• Task details:
For the word "impl", search the records and show each line in which it occurs.

(Dataset entries)
+ + + +
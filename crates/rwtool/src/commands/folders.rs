//! Report folder command handlers.

use std::sync::Arc;

use bytesize::ByteSize;
use tabled::Tabled;

use rwtool_core::ReportFile;
use rwtool_core::projection::{StatusFilter, project};

use crate::cli::{FoldersArgs, FoldersCommand, GlobalOpts};
use crate::error::CliError;
use crate::output;

use super::CommandContext;

#[derive(Tabled)]
struct FileRow {
    #[tabled(rename = "Folder")]
    folder: String,
    #[tabled(rename = "File")]
    file: String,
    #[tabled(rename = "Size")]
    size: String,
    #[tabled(rename = "Modified")]
    modified: String,
}

fn file_row(f: &Arc<ReportFile>) -> FileRow {
    FileRow {
        folder: f.folder.clone(),
        file: f.file_name.clone(),
        size: f.size.map_or_else(|| "-".into(), |s| ByteSize(s).to_string()),
        modified: output::or_dash(f.last_modified.as_deref()),
    }
}

fn file_path(f: &Arc<ReportFile>) -> String {
    format!("{}/{}", f.folder, f.file_name)
}

pub async fn handle(
    args: FoldersArgs,
    ctx: &CommandContext,
    global: &GlobalOpts,
) -> Result<(), CliError> {
    let gw = &ctx.gateways.folders;

    let files = match args.command {
        FoldersCommand::List => {
            let folders = gw.list_folders().await?;
            super::groups::print_folders(global, &folders);
            return Ok(());
        }
        FoldersCommand::Files { folder } => {
            let files = gw
                .folder_files(folder.clone())
                .await
                .map_err(|e| CliError::from(e).for_resource("folder", &folder, "folders list"))?;
            files.into_iter().map(Arc::new).collect::<Vec<_>>()
        }
        FoldersCommand::UserFiles { email, filter } => {
            let email = match email {
                Some(email) => email.trim().to_owned(),
                None => ctx.email()?.to_owned(),
            };
            let files: Vec<_> = gw.user_files(email).await?.into_iter().map(Arc::new).collect();
            project(
                &files,
                filter.search.as_deref().unwrap_or_default(),
                &StatusFilter::parse(filter.status.as_deref()),
            )
        }
    };

    let out = output::render_list(&global.output, &files, file_row, file_path);
    output::print_output(&out, global.quiet);
    Ok(())
}
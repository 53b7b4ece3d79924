// ── My subscriptions (subscriber) ──

use std::sync::Arc;

use super::FilterState;
use crate::error::CoreError;
use crate::gateway::Gateways;
use crate::model::SubscriptionRequest;
use crate::notify::Notifier;
use crate::projection::{Searchable, own_request_fields, project_with};
use crate::session::Session;
use crate::sync::SyncController;

const LOAD_FAILED: &str = "Error loading subscriptions";

pub const STATUS_CHOICES: [&str; 3] = ["Pending", "Approved", "Rejected"];

/// The session user's own requests and their review outcome.
pub struct MySubscriptions {
    notifier: Notifier,
    session: Session,
    requests: SyncController<SubscriptionRequest>,
    filter: FilterState,
}

impl MySubscriptions {
    pub fn new(gateways: &Gateways, notifier: Notifier, session: Session) -> Self {
        let loader = Arc::clone(&gateways.subscriptions);
        let email = session.email.clone();
        let requests = SyncController::new("my_requests", LOAD_FAILED, notifier.clone(), move || {
            let gw = Arc::clone(&loader);
            let email = email.clone();
            async move { gw.list_for_user(email).await }
        });
        Self {
            notifier,
            session,
            requests,
            filter: FilterState::default(),
        }
    }

    pub fn notifier(&self) -> &Notifier {
        &self.notifier
    }

    pub fn session(&self) -> &Session {
        &self.session
    }

    pub fn requests(&self) -> &SyncController<SubscriptionRequest> {
        &self.requests
    }

    pub fn filter(&self) -> &FilterState {
        &self.filter
    }

    pub async fn load(&self) -> Result<(), CoreError> {
        self.requests.refresh().await
    }

    /// Requests matching the search (domain or rejection reason) and status.
    pub fn visible(&self) -> Vec<Arc<SubscriptionRequest>> {
        let filter = self.filter.get();
        project_with(
            &self.requests.items(),
            &filter.search,
            &filter.status,
            own_request_fields,
            SubscriptionRequest::status,
        )
    }

    pub fn discard(&self) {
        self.requests.discard();
        self.notifier.dismiss();
    }
}
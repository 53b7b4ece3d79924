//! Terminal event reader running in a background tokio task.
//!
//! Produces key and resize events plus tick/render heartbeats over an
//! unbounded channel.

use std::time::Duration;

use crossterm::event::{Event as CrosstermEvent, EventStream, KeyEvent, KeyEventKind};
use futures::StreamExt;
use tokio::sync::mpsc;
use tokio::time::MissedTickBehavior;
use tokio_util::sync::CancellationToken;

#[derive(Debug)]
pub enum Event {
    Key(KeyEvent),
    Resize(u16, u16),
    /// Slow heartbeat (4 Hz) for spinners.
    Tick,
    /// Redraw (~30 FPS).
    Render,
}

pub struct EventReader {
    rx: mpsc::UnboundedReceiver<Event>,
    cancel: CancellationToken,
}

impl EventReader {
    pub fn new(tick_rate: Duration, render_rate: Duration) -> Self {
        let (tx, rx) = mpsc::unbounded_channel();
        let cancel = CancellationToken::new();

        let task_cancel = cancel.clone();
        tokio::spawn(async move {
            let mut events = EventStream::new();
            let mut tick = tokio::time::interval(tick_rate);
            let mut render = tokio::time::interval(render_rate);
            tick.set_missed_tick_behavior(MissedTickBehavior::Skip);
            render.set_missed_tick_behavior(MissedTickBehavior::Skip);

            loop {
                let event = tokio::select! {
                    () = task_cancel.cancelled() => break,
                    _ = tick.tick() => Event::Tick,
                    _ = render.tick() => Event::Render,
                    Some(Ok(raw)) = events.next() => match raw {
                        CrosstermEvent::Key(key) if key.kind == KeyEventKind::Press => Event::Key(key),
                        CrosstermEvent::Resize(w, h) => Event::Resize(w, h),
                        _ => continue,
                    },
                };

                if tx.send(event).is_err() {
                    break;
                }
            }
        });

        Self { rx, cancel }
    }

    /// Next event, or `None` once the reader has stopped.
    pub async fn next(&mut self) -> Option<Event> {
        self.rx.recv().await
    }

    pub fn stop(&self) {
        self.cancel.cancel();
    }
}

impl Drop for EventReader {
    fn drop(&mut self) {
        self.cancel.cancel();
    }
}
//! Screen components. Each wraps one core view-model and only renders
//! its state or calls its operations.

pub mod approvals;
pub mod catalog;
pub mod dashboard;
pub mod domains;
pub mod groups;
pub mod my_subscriptions;
pub mod reports;

use std::future::Future;
use std::path::PathBuf;
use std::sync::Arc;

use crossterm::event::{KeyCode, KeyEvent, KeyModifiers};
use ratatui::Frame;
use ratatui::layout::Rect;
use ratatui::style::Style;
use ratatui::text::{Line, Span};
use ratatui::widgets::{Block, BorderType, Borders, Paragraph, TableState};
use throbber_widgets_tui::{Throbber, ThrobberState};
use tracing::debug;

use rwtool_core::screens::{
    ApprovalQueue, Catalog, Dashboard, DomainManagement, MySubscriptions, ReportViewer,
    UserGroupAccess,
};
use rwtool_core::{CoreError, Gateways, NoticeTimings, Notifier, Session};

use crate::component::Component;
use crate::screen::ScreenId;
use crate::theme;

/// One view-model per screen, each with its own notification slot.
#[derive(Clone)]
pub struct ViewModels {
    pub dashboard: Arc<Dashboard>,
    pub domains: Arc<DomainManagement>,
    pub approvals: Arc<ApprovalQueue>,
    pub groups: Arc<UserGroupAccess>,
    pub catalog: Arc<Catalog>,
    pub my_subscriptions: Arc<MySubscriptions>,
    pub reports: Arc<ReportViewer>,
}

impl ViewModels {
    pub fn new(gateways: &Gateways, session: &Session, timings: NoticeTimings) -> Self {
        let notifier = || Notifier::new(timings);
        Self {
            dashboard: Arc::new(Dashboard::new(gateways, notifier())),
            domains: Arc::new(DomainManagement::new(gateways, notifier())),
            approvals: Arc::new(ApprovalQueue::new(gateways, notifier())),
            groups: Arc::new(UserGroupAccess::new(gateways, notifier())),
            catalog: Arc::new(Catalog::new(gateways, notifier(), session.clone())),
            my_subscriptions: Arc::new(MySubscriptions::new(gateways, notifier(), session.clone())),
            reports: Arc::new(ReportViewer::new(gateways, notifier(), session.clone())),
        }
    }

    /// The notification slot behind a screen.
    pub fn notifier(&self, screen: ScreenId) -> &Notifier {
        match screen {
            ScreenId::Dashboard => self.dashboard.notifier(),
            ScreenId::Domains => self.domains.notifier(),
            ScreenId::Approvals => self.approvals.notifier(),
            ScreenId::Groups => self.groups.notifier(),
            ScreenId::Catalog => self.catalog.notifier(),
            ScreenId::MySubscriptions => self.my_subscriptions.notifier(),
            ScreenId::Reports => self.reports.notifier(),
        }
    }

    /// Drop every late response and pending notice timer.
    pub fn discard(&self) {
        self.dashboard.discard();
        self.domains.discard();
        self.approvals.discard();
        self.groups.discard();
        self.catalog.discard();
        self.my_subscriptions.discard();
        self.reports.discard();
    }
}

/// Build the components for every tab.
pub fn create_screens(
    vms: &ViewModels,
    download_dir: PathBuf,
) -> Vec<(ScreenId, Box<dyn Component>)> {
    vec![
        (
            ScreenId::Dashboard,
            Box::new(dashboard::DashboardScreen::new(Arc::clone(&vms.dashboard))),
        ),
        (
            ScreenId::Domains,
            Box::new(domains::DomainsScreen::new(Arc::clone(&vms.domains))),
        ),
        (
            ScreenId::Approvals,
            Box::new(approvals::ApprovalsScreen::new(Arc::clone(&vms.approvals))),
        ),
        (
            ScreenId::Groups,
            Box::new(groups::GroupsScreen::new(Arc::clone(&vms.groups))),
        ),
        (
            ScreenId::Catalog,
            Box::new(catalog::CatalogScreen::new(Arc::clone(&vms.catalog))),
        ),
        (
            ScreenId::MySubscriptions,
            Box::new(my_subscriptions::MySubscriptionsScreen::new(Arc::clone(
                &vms.my_subscriptions,
            ))),
        ),
        (
            ScreenId::Reports,
            Box::new(reports::ReportsScreen::new(
                Arc::clone(&vms.reports),
                download_dir,
            )),
        ),
    ]
}

/// Run a view-model operation in the background. The view-model has
/// already put any failure on its notifier, so it is only logged here.
pub(crate) fn spawn_op<F, T>(op: &'static str, fut: F)
where
    F: Future<Output = Result<T, CoreError>> + Send + 'static,
    T: Send + 'static,
{
    tokio::spawn(async move {
        if let Err(err) = fut.await {
            debug!(op, error = %err, "operation failed");
        }
    });
}

/// Log a failed synchronous view-model call and drop the error.
pub(crate) fn logged<T>(op: &'static str, result: Result<T, CoreError>) -> Option<T> {
    result
        .inspect_err(|err| debug!(op, error = %err, "operation refused"))
        .ok()
}

// ── List cursor ──────────────────────────────────────────────────────

/// Selected row of a table, kept inside `0..len`.
#[derive(Debug, Default)]
pub struct Cursor {
    state: TableState,
}

impl Cursor {
    pub fn index(&self) -> usize {
        self.state.selected().unwrap_or(0)
    }

    pub fn select(&mut self, idx: usize, len: usize) {
        if len == 0 {
            self.state.select(None);
        } else {
            self.state.select(Some(idx.min(len - 1)));
        }
    }

    /// Re-clamp after the row count changed.
    pub fn clamp(&mut self, len: usize) {
        self.select(self.index(), len);
    }

    /// j/k, arrows, g/G and Ctrl-d/u. Returns false for other keys.
    pub fn handle_key(&mut self, key: KeyEvent, len: usize) -> bool {
        let ctrl = key.modifiers.contains(KeyModifiers::CONTROL);
        let idx = self.index();
        match key.code {
            KeyCode::Char('j') | KeyCode::Down => self.select(idx + 1, len),
            KeyCode::Char('k') | KeyCode::Up => self.select(idx.saturating_sub(1), len),
            KeyCode::Char('g') | KeyCode::Home => self.select(0, len),
            KeyCode::Char('G') | KeyCode::End => self.select(len.saturating_sub(1), len),
            KeyCode::Char('d') if ctrl => self.select(idx + 10, len),
            KeyCode::Char('u') if ctrl => self.select(idx.saturating_sub(10), len),
            _ => return false,
        }
        true
    }

    /// Copy of the table state for `render_stateful_widget`.
    pub fn state(&self) -> TableState {
        self.state
    }
}

// ── Shared chrome ────────────────────────────────────────────────────

pub(crate) fn panel(title: String, focused: bool) -> Block<'static> {
    Block::default()
        .title(title)
        .title_style(theme::title_style())
        .borders(Borders::ALL)
        .border_type(BorderType::Rounded)
        .border_style(if focused {
            theme::border_focused()
        } else {
            theme::border_default()
        })
}

/// Spinner while loading, else the last load error, else the hints.
pub(crate) fn render_footer(
    frame: &mut Frame,
    area: Rect,
    throbber: &ThrobberState,
    loading: bool,
    last_error: Option<&str>,
    hints: Line<'static>,
) {
    if loading {
        let spinner = Throbber::default()
            .label("  Loading…")
            .style(Style::default().fg(theme::NEON_CYAN))
            .throbber_style(Style::default().fg(theme::ELECTRIC_PURPLE));
        frame.render_stateful_widget(spinner, area, &mut throbber.clone());
    } else if let Some(error) = last_error {
        let line = Line::from(vec![
            Span::styled("  ✗ ", Style::default().fg(theme::ERROR_RED)),
            Span::styled(error.to_owned(), Style::default().fg(theme::ERROR_RED)),
            Span::styled("   r ", theme::key_hint_key()),
            Span::styled("retry", theme::key_hint()),
        ]);
        frame.render_widget(Paragraph::new(line), area);
    } else {
        frame.render_widget(Paragraph::new(hints), area);
    }
}

/// Centered placeholder for empty tables.
pub(crate) fn render_empty(frame: &mut Frame, area: Rect, message: &str) {
    let line = Line::from(Span::styled(format!("  {message}"), theme::key_hint()));
    frame.render_widget(Paragraph::new(line), area);
}

#[cfg(test)]
pub(crate) mod fixtures {
    use crossterm::event::{KeyCode, KeyEvent, KeyModifiers};

    use rwtool_core::{ConsoleConfig, Gateways, Role, Session};

    /// Gateways against an address nothing listens on. Construction
    /// never touches the network.
    pub fn gateways() -> Gateways {
        let url = "http://127.0.0.1:9".parse().expect("url");
        let config = ConsoleConfig::new(url, session());
        Gateways::http(config.client().expect("client"))
    }

    pub fn session() -> Session {
        Session::new("ann@corp.com", "Ann", Role::Admin).with_department("Finance")
    }

    pub fn key(c: char) -> KeyEvent {
        KeyEvent::new(KeyCode::Char(c), KeyModifiers::NONE)
    }

    pub fn code(code: KeyCode) -> KeyEvent {
        KeyEvent::new(code, KeyModifiers::NONE)
    }
}

#[cfg(test)]
mod tests {
    use super::fixtures::{code, key};
    use super::*;

    #[test]
    fn cursor_stays_in_bounds() {
        let mut cursor = Cursor::default();
        cursor.select(0, 3);
        assert!(cursor.handle_key(key('j'), 3));
        assert!(cursor.handle_key(key('j'), 3));
        assert!(cursor.handle_key(key('j'), 3));
        assert_eq!(cursor.index(), 2);
        assert!(cursor.handle_key(key('g'), 3));
        assert_eq!(cursor.index(), 0);
        assert!(cursor.handle_key(code(KeyCode::Up), 3));
        assert_eq!(cursor.index(), 0);
        assert!(!cursor.handle_key(key('x'), 3));
    }

    #[test]
    fn cursor_clamps_when_rows_shrink() {
        let mut cursor = Cursor::default();
        cursor.select(5, 10);
        cursor.clamp(2);
        assert_eq!(cursor.index(), 1);
        cursor.clamp(0);
        assert_eq!(cursor.state().selected(), None);
    }
}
+ + + +
• Written answer:
impl MySubscriptions {
impl EventReader {
impl Drop for EventReader {
impl ViewModels {
impl Cursor {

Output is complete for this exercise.